“The world’s a big place. You can’t do or be everything, nor should you. Life is bigger than any one man. But when you read about other people’s lives, when you read their stories, you catch a glimpse of a world bigger than your own. You may never travel a hundred miles from where you were born, but if you read stories, you’ll get to see the entire world.” – Steve Dublanica
It’s funny how your perception of the size of the world changes as you grow up. As a child, your house is your nation, the backyard your countryside, and the fences your national border. A play date at a friend’s house is the equivalent of travelling overseas, as you are whisked away to a foreign land bursting with strange and exotic sights, sounds and smells.
There are many times that I wish I could be transported back to this blissful ignorance of childhood. As our knowledge of the world ripens with age, so too does our responsibility as global citizens to act on the injustices that face us all. Poverty, famine, war, asylum seekers. As a university student studying in a first world country, these issues, like a difficult math equation, are almost impossible to fully grasp. Growing up in a prosperous environment, where both food on our plates and clothes on our backs are a careless given, it is difficult to fathom the hardships suffered by many people around the world. We are caught up in our own microcosmic bubbles. A bad day is when our phone prematurely runs out of battery before the sun sets, when we step in a puddle with our new Gucci heels, or the only milk left in the fridge is skim. First world problems.

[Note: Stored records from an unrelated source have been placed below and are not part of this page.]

//! End-to-end pipeline tests: source text through grammar and resolver to
//! rendered output.

mod common;

use art::{execute, interpret, parse, ErrorType, Renderer, SceneNode, Value};
use common::{num, TreeRenderer};
use serde_json::json;

/// Renders scene nodes into plain JSON trees.
struct JsonRenderer;

impl Renderer for JsonRenderer {
    type Element = serde_json::Value;

    fn render(&mut self, node: SceneNode<serde_json::Value>) -> serde_json::Value {
        let attributes: Vec<serde_json::Value> = node
            .attributes
            .iter()
            .map(|(name, value)| json!([name, attribute_json(value)]))
            .collect();
        json!({
            "name": node.name,
            "attributes": attributes,
            "children": node.block,
        })
    }
}

fn attribute_json(value: &Value<serde_json::Value>) -> serde_json::Value {
    match value {
        Value::Absent => serde_json::Value::Null,
        Value::Number(n) => json!(n),
        Value::Str(s) => json!(s),
        Value::Scene(node) => json!(node.name),
    }
}

#[test]
fn round_trip_with_a_structural_noop_renderer() {
    // parsing and resolving with a renderer that returns its input
    // unchanged yields exactly one entry {circle, [r: 5], []}
    let mut renderer = TreeRenderer::new();
    let out = execute("draw circle(r: 5) {}", &mut renderer).unwrap();
    assert_eq!(out.len(), 1);
    assert_eq!(out[0].name, "circle");
    assert_eq!(out[0].attributes, vec![("r".to_string(), num(5.0))]);
    assert!(out[0].children.is_empty());
    assert_eq!(renderer.render_count, 1);
}

#[test]
fn a_full_scene_renders_through_json() {
    let source = "\
        def unit 4 \
        def base circle(r: unit, fill: 'grey') \
        draw base(r: old => old * 2) \
        draw frame { draw base draw box(w: unit + 1 * 3) }";
    let mut renderer = JsonRenderer;
    let out = execute(source, &mut renderer).unwrap();

    assert_eq!(
        out,
        vec![
            // overriding r moves it behind the untouched inherited fill:
            // de-duplication keeps the last occurrence in arrival order
            json!({
                "name": "circle",
                "attributes": [["fill", "grey"], ["r", 8.0]],
                "children": [],
            }),
            json!({
                "name": "frame",
                "attributes": [],
                "children": [
                    {
                        "name": "circle",
                        "attributes": [["r", 4.0], ["fill", "grey"]],
                        "children": [],
                    },
                    {
                        "name": "box",
                        // (unit + 1) * 3, evaluated flat left-to-right
                        "attributes": [["w", 15.0]],
                        "children": [],
                    },
                ],
            }),
        ]
    );
}

#[test]
fn parse_then_interpret_matches_execute() {
    let source = "def x 2 draw box(w: x * 3)";
    let commands = parse(source).unwrap();

    let mut direct = TreeRenderer::new();
    let via_interpret = interpret(&commands, &mut direct).unwrap();

    let mut combined = TreeRenderer::new();
    let via_execute = execute(source, &mut combined).unwrap();

    assert_eq!(via_interpret, via_execute);
}

#[test]
fn syntax_failures_surface_position_and_expectation() {
    let mut renderer = TreeRenderer::new();
    let err = execute("draw circle(r 5)", &mut renderer).unwrap_err();
    assert_eq!(err.error_type(), ErrorType::Syntax);
    assert!(err.span().is_some());
}

#[test]
fn no_rendered_output_escapes_a_failing_program() {
    // the first command renders through the capability, but the failing
    // second command discards the accumulated output list
    let mut renderer = TreeRenderer::new();
    let result = execute("draw a draw box(w: 'x' + 1)", &mut renderer).unwrap_err();
    assert_eq!(result.error_type(), ErrorType::TypeError);
    assert_eq!(renderer.render_count, 1);
}

#[test]
fn resolution_errors_from_execute_carry_the_source() {
    let err = execute("def x 5 def x 6", &mut TreeRenderer::new()).unwrap_err();
    // renders with a source snippet, not just a message
    let report = format!("{:?}", miette::Report::new(err));
    assert!(report.contains("def x 6") || report.contains("unbound"));
}

#[test]
fn empty_source_renders_nothing() {
    let mut renderer = TreeRenderer::new();
    let out = execute("", &mut renderer).unwrap();
    assert!(out.is_empty());
    assert_eq!(renderer.render_count, 0);
}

And yet, when it’s all that we know, we can hardly be blamed in our exaggeration of these struggles. BCM 111 has opened my eyes to the world beyond our horizon. My global ‘consciousness’ has grown through exploration of key concepts including globalisation, transnational film and television, hybridisation and glocalisation. Furthermore, it is the insight into the lives of other people and their stories that have expanded the borders of my international knowledge exponentially. While this personal growth may seem like a drop of water in the ocean of truly tackling global issues, this education is what I believe to be the first step towards enacting real change, and to making a difference on the world stage.